The air traffic controllers felt overworked, overstressed, and under appreciated in general. The FAA felt that it had the upper hand because the air traffic controllers were unable, by federal law, to go on strike. For this reason, the eventual strike-in hindsight-seems all but inevitable. In fact, the assumption that the FAA had the upper hand in the negotiations may have led directly to their counter offer which was much more conservative than the original PATCO demands.

PATCO wanted an increase in salaries, a new maximum salary limit, a reduction in the work week, earlier retirement benefits, and cost of living adjustments to be made twice a year. The FAA negotiator, John Helms, estimated that this package would cost the government around $744 million the first year.
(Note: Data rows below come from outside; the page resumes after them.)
// SPDX-License-Identifier: AGPL-3.0-or-later
//
// Copyright (C) 2025 Daniel Negri
//
// This program is free software: you can redistribute it and/or modify
// it under the terms of the GNU Affero General Public License as published by
// the Free Software Foundation, either version 3 of the License, or
// (at your option) any later version.
//
// This program is distributed in the hope that it will be useful,
// but WITHOUT ANY WARRANTY; without even the implied warranty of
// MERCHANTABILITY or FITNESS FOR A PARTICULAR PURPOSE. See the
// GNU Affero General Public License for more details.
//
// You should have received a copy of the GNU Affero General Public License
// along with this program. If not, see <https://www.gnu.org/licenses/>.

use clap::Parser;
use csv::{ReaderBuilder, Trim, Writer};
use fiado_ledger_rs::{
    Caller, CustomerId, DebtPatch, Ledger, LedgerError, LineItemDraft, ProductId, PurchaseDraft,
    VendorId,
};
use rust_decimal::Decimal;
use serde::Deserialize;
use std::fs::File;
use std::io::{BufReader, Read, Write};
use std::path::PathBuf;
use std::process;
use tracing_subscriber::EnvFilter;

/// Fiado Ledger - Replay ledger operation CSV files
///
/// Reads catalog and debt operations from a CSV file and outputs the open
/// debts to stdout. Supports vendor/product/customer registration,
/// purchases, and payments.
#[derive(Parser, Debug)]
#[command(name = "fiado-ledger-rs")]
#[command(about = "A fiado ledger that replays operation CSVs", long_about = None)]
struct Args {
    /// Path to CSV file with operations
    ///
    /// Expected format: op,vendor,staff,email,name,price,customer,product,quantity,interest,total,paid,recorded_at
    /// Example: cargo run -- operations.csv > debts.csv
    #[arg(value_name = "FILE")]
    input: PathBuf,
}

fn main() {
    tracing_subscriber::fmt()
        .with_env_filter(EnvFilter::from_default_env())
        .with_writer(std::io::stderr)
        .init();

    // Parse command line arguments
    let args = Args::parse();

    // Open input file
    let file = match File::open(&args.input) {
        Ok(f) => f,
        Err(e) => {
            eprintln!("Error opening file '{}': {}", args.input.display(), e);
            process::exit(1);
        }
    };

    // Replay operations from CSV
    let ledger = match process_operations(BufReader::new(file)) {
        Ok(ledger) => ledger,
        Err(e) => {
            eprintln!("Error processing operations: {}", e);
            process::exit(1);
        }
    };

    // Write results to stdout
    if let Err(e) = write_debts(&ledger, std::io::stdout()) {
        eprintln!("Error writing output: {}", e);
        process::exit(1);
    }
}

/// Raw CSV record matching the input format.
///
/// Every column except `op` is optional; which ones must be present depends
/// on the operation.
#[derive(Debug, Deserialize)]
struct CsvRecord {
    op: String,
    #[serde(default, deserialize_with = "csv::invalid_option")]
    vendor: Option<u32>,
    #[serde(default, deserialize_with = "csv::invalid_option")]
    staff: Option<bool>,
    #[serde(default)]
    email: Option<String>,
    #[serde(default)]
    name: Option<String>,
    #[serde(default, deserialize_with = "csv::invalid_option")]
    price: Option<Decimal>,
    #[serde(default, deserialize_with = "csv::invalid_option")]
    customer: Option<u32>,
    #[serde(default, deserialize_with = "csv::invalid_option")]
    product: Option<u32>,
    #[serde(default, deserialize_with = "csv::invalid_option")]
    quantity: Option<u32>,
    #[serde(default, deserialize_with = "csv::invalid_option")]
    interest: Option<Decimal>,
    #[serde(default, deserialize_with = "csv::invalid_option")]
    total: Option<Decimal>,
    #[serde(default, deserialize_with = "csv::invalid_option")]
    paid: Option<Decimal>,
    #[serde(default)]
    recorded_at: Option<String>,
}

/// A ledger operation decoded from one CSV row.
#[derive(Debug)]
enum Operation {
    RegisterVendor {
        email: String,
        name: String,
    },
    CreateProduct {
        caller: Caller,
        name: String,
        price: Decimal,
    },
    CreateCustomer {
        caller: Caller,
        name: String,
    },
    Purchase {
        caller: Caller,
        draft: PurchaseDraft,
    },
    Payment {
        caller: Caller,
        customer_id: CustomerId,
        paid: Decimal,
        recorded_at: String,
    },
}

impl CsvRecord {
    fn caller(&self) -> Option<Caller> {
        let vendor_id = VendorId(self.vendor?);
        Some(if self.staff.unwrap_or(false) {
            Caller::staff(vendor_id)
        } else {
            Caller::vendor(vendor_id)
        })
    }

    fn text(value: &Option<String>) -> Option<String> {
        value.as_deref().map(str::trim).filter(|s| !s.is_empty()).map(str::to_string)
    }

    /// Converts a CSV record to an Operation.
    ///
    /// Returns `None` for unknown operations or missing required fields.
    fn into_operation(self) -> Option<Operation> {
        match self.op.to_lowercase().as_str() {
            "vendor" => Some(Operation::RegisterVendor {
                email: Self::text(&self.email)?,
                name: Self::text(&self.name)?,
            }),
            "product" => Some(Operation::CreateProduct {
                caller: self.caller()?,
                name: Self::text(&self.name)?,
                price: self.price?,
            }),
            "customer" => Some(Operation::CreateCustomer {
                caller: self.caller()?,
                name: Self::text(&self.name)?,
            }),
            "purchase" => {
                let caller = self.caller()?;
                let mut draft = PurchaseDraft::new(
                    CustomerId(self.customer?),
                    vec![LineItemDraft::new(ProductId(self.product?), self.quantity?)],
                    self.interest.unwrap_or(Decimal::ZERO),
                    Self::text(&self.recorded_at)?,
                );
                if let Some(total) = self.total {
                    draft = draft.with_total(total);
                }
                Some(Operation::Purchase { caller, draft })
            }
            "payment" => Some(Operation::Payment {
                caller: self.caller()?,
                customer_id: CustomerId(self.customer?),
                paid: self.paid?,
                recorded_at: Self::text(&self.recorded_at)?,
            }),
            _ => None,
        }
    }
}

fn apply(ledger: &Ledger, operation: Operation) -> Result<(), LedgerError> {
    match operation {
        Operation::RegisterVendor { email, name } => {
            ledger.register_vendor(email, name)?;
        }
        Operation::CreateProduct {
            caller,
            name,
            price,
        } => {
            ledger.create_product(caller, name, price)?;
        }
        Operation::CreateCustomer { caller, name } => {
            ledger.create_customer(caller, name)?;
        }
        Operation::Purchase { caller, draft } => {
            ledger.record_purchase(caller, draft)?;
        }
        Operation::Payment {
            caller,
            customer_id,
            paid,
            recorded_at,
        } => {
            // Payments address the customer; resolve the open debt first.
            let debt = ledger.debt_for_customer(caller, customer_id)?;
            ledger.update_purchase(caller, debt.id, DebtPatch::payment(paid, recorded_at))?;
        }
    }
    Ok(())
}

/// Replay operations from a CSV reader.
///
/// This function uses streaming parsing to handle arbitrarily large CSV
/// files without loading the entire file into memory. Malformed rows and
/// rejected operations are skipped.
///
/// # CSV Format
///
/// Expected columns:
/// `op, vendor, staff, email, name, price, customer, product, quantity, interest, total, paid, recorded_at`
///
/// # Example
///
/// ```csv
/// op,vendor,staff,email,name,price,customer,product,quantity,interest,total,paid,recorded_at
/// vendor,,,ana@example.com,Ana,,,,,,,,
/// product,1,,,arroz,2.50,,,,,,,
/// customer,1,,,Juan,,,,,,,,
/// purchase,1,,,,,1,1,4,1.00,,,2025-03-01T10:00:00Z
/// payment,1,,,,,1,,,,,5.00,2025-03-02T10:00:00Z
/// ```
///
/// # Errors
///
/// Returns a CSV error if the reader fails or the CSV structure is invalid.
/// Individual operation errors are logged but don't stop processing.
pub fn process_operations<R: Read>(reader: R) -> Result<Ledger, csv::Error> {
    let ledger = Ledger::new();

    let mut rdr = ReaderBuilder::new()
        .trim(Trim::All) // Handle whitespace in fields like " purchase "
        .flexible(true) // Allow short rows
        .has_headers(true) // Skip first row as header
        .from_reader(reader);

    for result in rdr.deserialize::<CsvRecord>() {
        match result {
            Ok(record) => {
                let Some(operation) = record.into_operation() else {
                    tracing::debug!("skipping invalid operation record");
                    continue;
                };

                if let Err(e) = apply(&ledger, operation) {
                    tracing::debug!(error = %e, "skipping rejected operation");
                }
            }
            Err(e) => {
                // Skip malformed rows
                tracing::debug!(error = %e, "skipping malformed row");
                continue;
            }
        }
    }

    Ok(ledger)
}

/// Write open debts to a CSV writer.
///
/// Outputs all debts in CSV format with 2 decimal precision.
///
/// # CSV Format
///
/// Columns: `debt, customer, total, paid, interest, balance, opened_at`
///
/// # Errors
///
/// Returns a CSV error if writing fails.
pub fn write_debts<W: Write>(ledger: &Ledger, writer: W) -> Result<(), csv::Error> {
    let mut wtr = Writer::from_writer(writer);

    for debt in ledger.debts() {
        wtr.serialize(debt.value())?;
    }

    // Flush to ensure all data is written
    wtr.flush()?;
    Ok(())
}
He countered with a proposal that would only cost $40 million the first year, but which was a significantly watered down version of PATCO demands (Spector, 1982, p. 10). The union rejected this offer and went back to the negotiation table.

When the second counter offer from the FAA was also not to their liking, they voted 95% in favor of going on strike (Spector, 1982, p. 11). The consequent strike on August 3, 1981 cost most of PATCO members their jobs and ended up costing the aviation industry, as well as associated industries such as tourism and hotels, millions of dollars in lost profits. Given these myriad environmental forces, symptoms and causes, and the inherent conflict between the FAA and PATCO, it is little wonder that a strike was the ultimate result between the negotiations between the FAA and PATCO.

But what might have been done differently, what other solution might have worked in the past to alleviate the problems that occurred? For an answer I turn to Lane Kirkland of the AFL-CIO who said at the time, “The air traffic control system is a purely subsidized service the government is providing for the private airline industry. Under the Reagan doctrine of getting the government off people’s backs, you’d think they might try to turn the whole thing over to the industry to run instead of using the might and majesty of the government to suppress a strike” (Spector, 1982, p. 4).

In fact, this is exactly the solution that I would have suggested at the time and would advocate today as a solution to the mess that the FAA found itself in in 1981. If the FAA had been privatized, the concerns and issues that air traffic controllers were having could have been easily resolved between PATCO and the airline industry, in whose best interest it would have been to resolve the matter to keep planes in the air and profits in the black.

Instead, the government used an ineffective law to force almost 12,000 people out of work who were simply trying to use the power of the strike to leverage themselves better working conditions. Especially when we consider the magnitude of the job that air traffic controllers did (and do) and the safety of countless lives that could have been at stake, it is even amazing that the government responded to the legitimate concerns of air traffic controllers in the way that it did.